The data shows that the enhanced YOLOv8s methodology discussed in this article demonstrates substantial benefits in detection speed and precision for underwater target recognition tasks. Experimental validation confirms that the improved approach displays an exceptional real-time performance, with a frame rate of up to 87 FPS.

3.3.3. Ablation Experiment

This study performed ablation tests to assess the efficacy of several submodules. Ablation experiments were performed by progressively integrating different modules to evaluate their influence on overall model performance, to examine the distinct role of each module, and to confirm the effectiveness of the proposed method in this research. The experimental results are displayed in Table 3. B represents the baseline established by the YOLOv8s model using the dataset, T represents Triplet Attention, D represents deformable convolution DCNv4, and S represents Shape IoU.

The results indicate that, relative to Model 1, Model 2 shows a little increase in floating-point operations and parameter count, although frames per second have decreased by six.
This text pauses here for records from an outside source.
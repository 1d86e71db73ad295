//! State of the single-screen checker.
//!
//! A session owns the selected qualification, the raw text of every input
//! field, and the last result. Selecting a qualification always clears the
//! fields and the result, so a result is never shown against inputs or a
//! qualification it was not computed from.

use std::fmt;
use std::str::FromStr;

use crate::engine::Evaluator;
use crate::model::{EvaluationInput, EvaluationResult, QualificationType, Subject};

/// An editable input field on the checker screen.
#[derive(Debug, Clone, Copy, PartialEq, Eq, Hash)]
pub enum Field {
    RelevantCredits,
    English,
    BahasaMalaysia,
    Mathematics,
}

impl Field {
    pub const ALL: [Field; 4] = [
        Field::RelevantCredits,
        Field::English,
        Field::BahasaMalaysia,
        Field::Mathematics,
    ];
}

impl fmt::Display for Field {
    fn fmt(&self, f: &mut fmt::Formatter<'_>) -> fmt::Result {
        match self {
            Field::RelevantCredits => write!(f, "credits"),
            Field::English => write!(f, "english"),
            Field::BahasaMalaysia => write!(f, "bm"),
            Field::Mathematics => write!(f, "math"),
        }
    }
}

impl FromStr for Field {
    type Err = String;

    fn from_str(s: &str) -> Result<Self, Self::Err> {
        match s.trim().to_lowercase().as_str() {
            "credits" | "relevant_credits" | "relevant-credits" => Ok(Field::RelevantCredits),
            "english" | "eng" => Ok(Field::English),
            "bm" | "bahasa_malaysia" | "bahasa-malaysia" => Ok(Field::BahasaMalaysia),
            "math" | "maths" | "mathematics" => Ok(Field::Mathematics),
            other => Err(format!("unknown field: {other}")),
        }
    }
}

/// Interactive state for one applicant at a time.
#[derive(Debug, Clone)]
pub struct EvaluationSession {
    qualification: QualificationType,
    relevant_credits: String,
    english: String,
    bahasa_malaysia: String,
    mathematics: String,
    result: Option<EvaluationResult>,
}

impl Default for EvaluationSession {
    fn default() -> Self {
        Self::new(QualificationType::Spm)
    }
}

impl EvaluationSession {
    pub fn new(qualification: QualificationType) -> Self {
        Self {
            qualification,
            relevant_credits: String::new(),
            english: String::new(),
            bahasa_malaysia: String::new(),
            mathematics: String::new(),
            result: None,
        }
    }

    pub fn qualification(&self) -> QualificationType {
        self.qualification
    }

    /// Switch qualification, clearing every field and the last result.
    ///
    /// Re-selecting the current qualification clears too.
    pub fn select_qualification(&mut self, qualification: QualificationType) {
        tracing::debug!("qualification {} -> {qualification}", self.qualification);
        *self = Self::new(qualification);
    }

    /// Replace a field's text. The last result is left as is.
    pub fn set_field(&mut self, field: Field, value: impl Into<String>) {
        let value = value.into();
        match field {
            Field::RelevantCredits => self.relevant_credits = value,
            Field::English => self.english = value,
            Field::BahasaMalaysia => self.bahasa_malaysia = value,
            Field::Mathematics => self.mathematics = value,
        }
    }

    pub fn field(&self, field: Field) -> &str {
        match field {
            Field::RelevantCredits => &self.relevant_credits,
            Field::English => &self.english,
            Field::BahasaMalaysia => &self.bahasa_malaysia,
            Field::Mathematics => &self.mathematics,
        }
    }

    /// Fields shown for the current qualification.
    pub fn visible_fields(&self) -> Vec<Field> {
        Field::ALL
            .into_iter()
            .filter(|f| *f != Field::BahasaMalaysia || self.qualification == QualificationType::Spm)
            .collect()
    }

    /// Snapshot the current fields as an evaluation input.
    pub fn input(&self) -> EvaluationInput {
        EvaluationInput::from_raw(
            self.qualification,
            &self.relevant_credits,
            &self.english,
            &self.mathematics,
            &self.bahasa_malaysia,
        )
    }

    /// Evaluate the current fields and remember the result.
    pub fn evaluate(&mut self, evaluator: &Evaluator) -> &EvaluationResult {
        let result = evaluator.evaluate(&self.input());
        self.result.insert(result)
    }

    /// The last result, if one has been computed since the last reset.
    pub fn result(&self) -> Option<&EvaluationResult> {
        self.result.as_ref()
    }

    /// Label for a field under the current qualification and rule table.
    pub fn label(&self, field: Field, evaluator: &Evaluator) -> String {
        let rule = evaluator.rule_for(self.qualification);
        match field {
            Field::RelevantCredits => {
                let grade = rule.map(|r| r.credit_grade.to_string());
                format!(
                    "Number of relevant subjects with at least Grade {}",
                    grade.as_deref().unwrap_or("C")
                )
            }
            Field::English => "English Language Grade (e.g., A, B, C)".to_string(),
            Field::BahasaMalaysia => "Bahasa Malaysia Grade (e.g., A, B, C)".to_string(),
            Field::Mathematics => {
                let letters = rule
                    .and_then(|r| r.minimum(Subject::Mathematics))
                    .map(|g| g.acceptable_letters())
                    .filter(|letters| !letters.is_empty())
                    .unwrap_or_else(|| vec!['A', 'B', 'C']);
                let list: Vec<String> = letters.iter().map(char::to_string).collect();
                format!("Mathematics Grade (e.g., {})", list.join(", "))
            }
        }
    }

    /// Advisory notes for the current qualification.
    pub fn notes<'a>(&self, evaluator: &'a Evaluator) -> &'a [String] {
        evaluator
            .rule_for(self.qualification)
            .map(|r| r.notes.as_slice())
            .unwrap_or_default()
    }
}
Unlike Model 4, Model 3 modifies only the loss function, resulting in minimal changes in floating-point operations and the number of parameters. Model 4 demonstrates a 2.7% improvement in mAP compared to the initial Model 1, while the FPS meets the required norms. The suggested approach exhibits effectiveness.
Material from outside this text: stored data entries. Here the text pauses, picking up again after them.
//! Eligibility evaluator.
//!
//! Applies a [`RuleTable`] to an applicant's input snapshot. Evaluation is a
//! pure function of the table and the input: it never fails and never keeps
//! state between calls.

use std::sync::OnceLock;

use crate::grade::is_grade_sufficient;
use crate::model::{EvaluationInput, EvaluationResult, QualificationType};
use crate::rules::{EntryRule, RuleTable};

/// Evaluates inputs against a rule table.
#[derive(Debug, Clone, Default)]
pub struct Evaluator {
    rules: RuleTable,
}

impl Evaluator {
    pub fn new(rules: RuleTable) -> Self {
        Self { rules }
    }

    pub fn rules(&self) -> &RuleTable {
        &self.rules
    }

    /// The rule row for `qualification`, if the table has one.
    pub fn rule_for(&self, qualification: QualificationType) -> Option<&EntryRule> {
        self.rules.get(qualification)
    }

    /// Decide whether `input` meets the minimum entry requirements.
    ///
    /// Every condition of the qualification's row must hold: the credit
    /// count and each required subject grade. A required subject the input
    /// does not carry is unmet. A qualification with no row never passes.
    pub fn evaluate(&self, input: &EvaluationInput) -> EvaluationResult {
        let qualification = input.qualification();
        let Some(rule) = self.rules.get(qualification) else {
            tracing::warn!("no entry rule for {qualification}, treating as not met");
            return EvaluationResult::from_outcome(false);
        };

        let credits = input.relevant_credits();
        let mut passed = i64::from(credits) >= i64::from(rule.min_credits);
        if !passed {
            tracing::debug!(
                "{qualification}: {credits} relevant credits, need {}",
                rule.min_credits
            );
        }

        for (&subject, &minimum) in &rule.grades {
            let sufficient = input
                .grade(subject)
                .is_some_and(|grade| is_grade_sufficient(grade, minimum));
            if !sufficient {
                tracing::debug!(
                    "{qualification}: {subject} grade {:?} does not meet {minimum}",
                    input.grade(subject).unwrap_or_default()
                );
                passed = false;
            }
        }

        tracing::debug!("{qualification}: requirements met = {passed}");
        EvaluationResult::from_outcome(passed)
    }

    /// Evaluate raw form text. `bahasa_malaysia` is ignored unless the
    /// qualification is SPM; unparsable credits count as zero.
    pub fn evaluate_raw(
        &self,
        qualification: QualificationType,
        relevant_credits: &str,
        english: &str,
        mathematics: &str,
        bahasa_malaysia: &str,
    ) -> EvaluationResult {
        let input = EvaluationInput::from_raw(
            qualification,
            relevant_credits,
            english,
            mathematics,
            bahasa_malaysia,
        );
        self.evaluate(&input)
    }
}

fn builtin_evaluator() -> &'static Evaluator {
    static BUILTIN: OnceLock<Evaluator> = OnceLock::new();
    BUILTIN.get_or_init(Evaluator::default)
}

/// Evaluate against the built-in rule table.
pub fn evaluate(input: &EvaluationInput) -> EvaluationResult {
    builtin_evaluator().evaluate(input)
}

/// Evaluate raw form text against the built-in rule table.
pub fn evaluate_raw(
    qualification: QualificationType,
    relevant_credits: &str,
    english: &str,
    mathematics: &str,
    bahasa_malaysia: &str,
) -> EvaluationResult {
    builtin_evaluator().evaluate_raw(
        qualification,
        relevant_credits,
        english,
        mathematics,
        bahasa_malaysia,
    )
}
//! The `entrycheck init` command.

use anyhow::Result;

use entrycheck_core::parser::LOCAL_RULES_FILE;

pub fn execute() -> Result<()> {
    let path = std::path::Path::new(LOCAL_RULES_FILE);
    if path.exists() {
        println!("{LOCAL_RULES_FILE} already exists, skipping.");
        return Ok(());
    }

    std::fs::write(path, STARTER_RULES)?;
    println!("Created {LOCAL_RULES_FILE}");

    println!("\nNext steps:");
    println!("  1. Edit {LOCAL_RULES_FILE} to match your institution's requirements");
    println!("  2. Run: entrycheck validate --rules {LOCAL_RULES_FILE}");
    println!("  3. Run: entrycheck evaluate --qualification spm --credits 5 --english B --bm C --math A");

    Ok(())
}

pub const STARTER_RULES: &str = r#"# entrycheck rule table
#
# One [[qualifications]] block per qualification. Grades are single letters;
# an applicant's grade must be this letter or better (A is best).

[[qualifications]]
qualification = "SPM"
min_credits = 5
credit_grade = "C"
notes = [
    "Note: This checker validates against minimum requirements. Specific 'relevant subjects' are determined by the university.",
    "Note for SPM: Applicants with 3 or 4 Grade C may still be considered (check official TARUMT guidelines).",
]

[qualifications.grades]
english = "C"
bahasa_malaysia = "C"
mathematics = "B"

[[qualifications]]
qualification = "OLevel"
min_credits = 5
credit_grade = "C"
notes = [
    "Note: This checker validates against minimum requirements. Specific 'relevant subjects' are determined by the university.",
]

[qualifications.grades]
english = "C"
mathematics = "C"

[[qualifications]]
qualification = "UEC"
min_credits = 3
credit_grade = "B"
notes = [
    "Note: This checker validates against minimum requirements. Specific 'relevant subjects' are determined by the university.",
]

[qualifications.grades]
english = "C"
mathematics = "B"
"#;
//! Machine-readable evaluation records.

use chrono::{DateTime, Utc};
use serde::{Deserialize, Serialize};
use uuid::Uuid;

use crate::engine::Evaluator;
use crate::model::{EvaluationInput, EvaluationResult};

/// One evaluation with the input it was computed from.
#[derive(Debug, Clone, Serialize, Deserialize)]
pub struct EvaluationRecord {
    /// Unique record identifier.
    pub id: Uuid,
    /// When the evaluation ran.
    pub created_at: DateTime<Utc>,
    /// The input snapshot.
    pub input: EvaluationInput,
    /// The outcome.
    pub result: EvaluationResult,
    /// Advisory notes for the qualification.
    #[serde(default)]
    pub notes: Vec<String>,
}

impl EvaluationRecord {
    /// Evaluate `input` and record it together with the rule's notes.
    pub fn evaluate(evaluator: &Evaluator, input: EvaluationInput) -> Self {
        let result = evaluator.evaluate(&input);
        let notes = evaluator
            .rule_for(input.qualification())
            .map(|r| r.notes.clone())
            .unwrap_or_default();
        Self {
            id: Uuid::new_v4(),
            created_at: Utc::now(),
            input,
            result,
            notes,
        }
    }

    pub fn to_json(&self) -> serde_json::Result<String> {
        serde_json::to_string_pretty(self)
    }
}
3.3.4. Analysis of Gripping Experiments and Results for an Underwater Robot Prototype

A.: Artificial aquatic experimentation

The experiment was performed in an artificial water tank, and the detection findings are illustrated in Figure 19. The experimental results show that although there are frequent interferences and overlaps in multi-target recognition, this algorithm can meet the task requirements of underwater target detection.
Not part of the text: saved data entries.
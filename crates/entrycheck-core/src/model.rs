//! Core data model types for entrycheck.
//!
//! These are the types the evaluator, the rule table and the screen session
//! share: the qualification being assessed, the subjects graded, the
//! per-qualification input snapshot, and the evaluation outcome.

use serde::{Deserialize, Serialize};
use std::fmt;
use std::str::FromStr;

/// Secondary-school qualification types with their own entry requirements.
#[derive(Debug, Clone, Copy, PartialEq, Eq, PartialOrd, Ord, Hash, Serialize, Deserialize)]
pub enum QualificationType {
    #[serde(rename = "SPM")]
    Spm,
    #[serde(rename = "OLevel")]
    OLevel,
    #[serde(rename = "UEC")]
    Uec,
}

impl QualificationType {
    /// Every qualification, in display order.
    pub const ALL: [QualificationType; 3] = [
        QualificationType::Spm,
        QualificationType::OLevel,
        QualificationType::Uec,
    ];

    /// Subjects whose grades an applicant with this qualification enters.
    pub fn subjects(self) -> &'static [Subject] {
        match self {
            QualificationType::Spm => &[
                Subject::English,
                Subject::BahasaMalaysia,
                Subject::Mathematics,
            ],
            QualificationType::OLevel | QualificationType::Uec => {
                &[Subject::English, Subject::Mathematics]
            }
        }
    }
}

impl fmt::Display for QualificationType {
    fn fmt(&self, f: &mut fmt::Formatter<'_>) -> fmt::Result {
        match self {
            QualificationType::Spm => write!(f, "SPM"),
            QualificationType::OLevel => write!(f, "OLevel"),
            QualificationType::Uec => write!(f, "UEC"),
        }
    }
}

impl FromStr for QualificationType {
    type Err = String;

    fn from_str(s: &str) -> Result<Self, Self::Err> {
        match s.trim().to_lowercase().as_str() {
            "spm" => Ok(QualificationType::Spm),
            "olevel" | "o-level" | "o_level" => Ok(QualificationType::OLevel),
            "uec" => Ok(QualificationType::Uec),
            other => Err(format!("unknown qualification: {other}")),
        }
    }
}

/// A graded subject that a rule can place a minimum on.
#[derive(Debug, Clone, Copy, PartialEq, Eq, PartialOrd, Ord, Hash, Serialize, Deserialize)]
#[serde(rename_all = "snake_case")]
pub enum Subject {
    English,
    BahasaMalaysia,
    Mathematics,
}

impl fmt::Display for Subject {
    fn fmt(&self, f: &mut fmt::Formatter<'_>) -> fmt::Result {
        match self {
            Subject::English => write!(f, "English"),
            Subject::BahasaMalaysia => write!(f, "Bahasa Malaysia"),
            Subject::Mathematics => write!(f, "Mathematics"),
        }
    }
}

impl FromStr for Subject {
    type Err = String;

    fn from_str(s: &str) -> Result<Self, Self::Err> {
        match s.trim().to_lowercase().as_str() {
            "english" | "eng" => Ok(Subject::English),
            "bahasa_malaysia" | "bahasa-malaysia" | "bahasa malaysia" | "bm" => {
                Ok(Subject::BahasaMalaysia)
            }
            "mathematics" | "math" | "maths" => Ok(Subject::Mathematics),
            other => Err(format!("unknown subject: {other}")),
        }
    }
}

/// Snapshot of what an applicant entered, shaped by their qualification.
///
/// Each variant carries only the fields its qualification uses; Bahasa
/// Malaysia exists only for SPM. Grades stay as raw text and are validated
/// at evaluation time.
#[derive(Debug, Clone, PartialEq, Eq, Serialize, Deserialize)]
#[serde(tag = "qualification")]
pub enum EvaluationInput {
    #[serde(rename = "SPM")]
    Spm {
        relevant_credits: i32,
        english: String,
        bahasa_malaysia: String,
        mathematics: String,
    },
    #[serde(rename = "OLevel")]
    OLevel {
        relevant_credits: i32,
        english: String,
        mathematics: String,
    },
    #[serde(rename = "UEC")]
    Uec {
        relevant_credits: i32,
        english: String,
        mathematics: String,
    },
}

impl EvaluationInput {
    /// Build the variant for `qualification`. `bahasa_malaysia` is dropped
    /// unless the qualification is SPM.
    pub fn new(
        qualification: QualificationType,
        relevant_credits: i32,
        english: impl Into<String>,
        mathematics: impl Into<String>,
        bahasa_malaysia: impl Into<String>,
    ) -> Self {
        let english = english.into();
        let mathematics = mathematics.into();
        match qualification {
            QualificationType::Spm => EvaluationInput::Spm {
                relevant_credits,
                english,
                bahasa_malaysia: bahasa_malaysia.into(),
                mathematics,
            },
            QualificationType::OLevel => EvaluationInput::OLevel {
                relevant_credits,
                english,
                mathematics,
            },
            QualificationType::Uec => EvaluationInput::Uec {
                relevant_credits,
                english,
                mathematics,
            },
        }
    }

    /// Build an input from raw form text. Unparsable credit text counts as 0.
    pub fn from_raw(
        qualification: QualificationType,
        relevant_credits: &str,
        english: &str,
        mathematics: &str,
        bahasa_malaysia: &str,
    ) -> Self {
        Self::new(
            qualification,
            parse_credits(relevant_credits),
            english,
            mathematics,
            bahasa_malaysia,
        )
    }

    pub fn qualification(&self) -> QualificationType {
        match self {
            EvaluationInput::Spm { .. } => QualificationType::Spm,
            EvaluationInput::OLevel { .. } => QualificationType::OLevel,
            EvaluationInput::Uec { .. } => QualificationType::Uec,
        }
    }

    pub fn relevant_credits(&self) -> i32 {
        match self {
            EvaluationInput::Spm {
                relevant_credits, ..
            }
            | EvaluationInput::OLevel {
                relevant_credits, ..
            }
            | EvaluationInput::Uec {
                relevant_credits, ..
            } => *relevant_credits,
        }
    }

    /// Raw grade text for `subject`, or `None` if this qualification does
    /// not carry that subject.
    pub fn grade(&self, subject: Subject) -> Option<&str> {
        match (self, subject) {
            (EvaluationInput::Spm { english, .. }, Subject::English)
            | (EvaluationInput::OLevel { english, .. }, Subject::English)
            | (EvaluationInput::Uec { english, .. }, Subject::English) => Some(english.as_str()),
            (EvaluationInput::Spm { mathematics, .. }, Subject::Mathematics)
            | (EvaluationInput::OLevel { mathematics, .. }, Subject::Mathematics)
            | (EvaluationInput::Uec { mathematics, .. }, Subject::Mathematics) => {
                Some(mathematics.as_str())
            }
            (
                EvaluationInput::Spm {
                    bahasa_malaysia, ..
                },
                Subject::BahasaMalaysia,
            ) => Some(bahasa_malaysia.as_str()),
            (_, Subject::BahasaMalaysia) => None,
        }
    }
}

/// Parse a self-reported credit count.
///
/// Text is taken as-is (no trimming). Anything that is not a 32-bit signed
/// integer counts as zero credits; a negative count is kept so that it fails
/// every threshold, including a zero one.
pub fn parse_credits(text: &str) -> i32 {
    text.parse().unwrap_or(0)
}

/// Message shown when every requirement is met.
pub const PASS_MESSAGE: &str = "Congratulations! You meet the minimum entry requirements.";

/// Message shown when any requirement is not met.
pub const FAIL_MESSAGE: &str =
    "Sorry, you do not meet the minimum entry requirements based on the provided details.";

/// Outcome of one evaluation.
#[derive(Debug, Clone, PartialEq, Eq, Serialize, Deserialize)]
pub struct EvaluationResult {
    /// Whether the minimum entry requirements are met.
    pub passed: bool,
    /// Human-readable verdict.
    pub message: String,
}

impl EvaluationResult {
    pub fn from_outcome(passed: bool) -> Self {
        let message = if passed { PASS_MESSAGE } else { FAIL_MESSAGE };
        Self {
            passed,
            message: message.to_string(),
        }
    }
}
B.: Natural water experiment

This article chose to conduct real water detection experiments on Dengbu Island in Zhoushan City, Zhejiang Province. The waters of Zhoushan Archipelago include shallow and deep-sea areas, providing diverse detection environments suitable for underwater target detection experiments in different depths and complex environments. There are various types of sediments in the rich sediment sea area, which helps to test and verify the performance and reliability of various underwater detection equipment under different sediment conditions. Figure 20 shows the experimental map of Dengbu island in Zhoushan.

The performance enhancement of the suggested network design was assessed by comparing the modified algorithm with the original YOLOv8 method. Table 4 presents the comparative data.

Table 4 illustrates that the enhanced algorithm presented in this paper has increased the recognition efficiency of each object in actual water compared to the original YOLOV8. The mAP value has risen by 3.8% relative to the original YOLOV8, and the F1 score has improved by 12% compared to the original. The findings indicate that the algorithm presented in this research demonstrates effective performance in actual aquatic environments and satisfies the visual criteria for ROV underwater operations.

To assess the algorithm’s detection efficacy, representative situations across several contexts, including complex underwater environments, obstructed conditions, and highly populated targets, were selected. The network was evaluated against YOLOv8s, as illustrated in Figure 21, Figure 22 and Figure 23 (the left side depicts the performance prior to enhancement, while the right side shows the performance subsequent to enhancement).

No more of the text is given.